L'initiative, centrée sur la mise en valeur technique de 30 000 à 40 000 hectares de parcelles agricoles, vise à briser la spirale de la dépendance alimentaire qui fragilise le pays face aux chocs exogènes.

Cette offensive agricole répond à une équation humanitaire de plus en plus complexe. L'accueil sur le sol national de plus d'un million de personnes déplacées par le conflit soudanais sature les systèmes de distribution existants. Les bilans consolidés à la fin de l'année 2024 indiquaient déjà que 14 % de la population, soit environ 2,4 millions de citoyens, subissaient une précarité nutritionnelle aiguë. Face à ce constat, l'État mobilise ses leviers budgétaires pour doubler les rendements globaux à l'horizon 2030, transformant ainsi l'urgence sécuritaire en une opportunité de développement structurel.
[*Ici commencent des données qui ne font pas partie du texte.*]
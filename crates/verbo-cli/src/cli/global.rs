use std::path::PathBuf;

use clap::ValueEnum;

/// Shared output mode across all commands.
#[derive(Clone, Copy, Debug, Eq, PartialEq, ValueEnum)]
pub enum OutputFormat {
    Json,
    Table,
    Raw,
}

/// When to colour table output.
#[derive(Clone, Copy, Debug, Default, Eq, PartialEq, ValueEnum)]
pub enum ColorMode {
    #[default]
    Auto,
    Always,
    Never,
}

/// When to draw progress bars.
#[derive(Clone, Copy, Debug, Default, Eq, PartialEq, ValueEnum)]
pub enum ProgressMode {
    #[default]
    Auto,
    On,
    Off,
}

/// Global flags available before or after subcommands.
#[derive(Clone, Debug)]
pub struct GlobalFlags {
    pub format: OutputFormat,
    pub limit: Option<u32>,
    pub quiet: bool,
    pub verbose: bool,
    pub catalog: Option<PathBuf>,
    pub color: ColorMode,
    pub progress: ProgressMode,
}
La stratégie repose sur une montée en puissance chiffrée des cultures vivrières stratégiques. Le Tchad ambitionne notamment de propulser sa récolte de riz à 1,62 million de tonnes, un bond spectaculaire par rapport aux 220 000 tonnes enregistrées en 2023. Les céréales de base ne sont pas en reste : le sorgho devrait franchir le seuil du million de tonnes, tandis que le mil et le maïs sont projetés respectivement à 1,02 million et 800 000 tonnes. Même la filière de la gomme arabique est intégrée à cette dynamique avec une cible de 100 000 tonnes. En investissant massivement dans ces infrastructures rurales, N'Djamena entend bâtir un socle économique capable de résister aux fluctuations des marchés mondiaux et aux crises climatiques.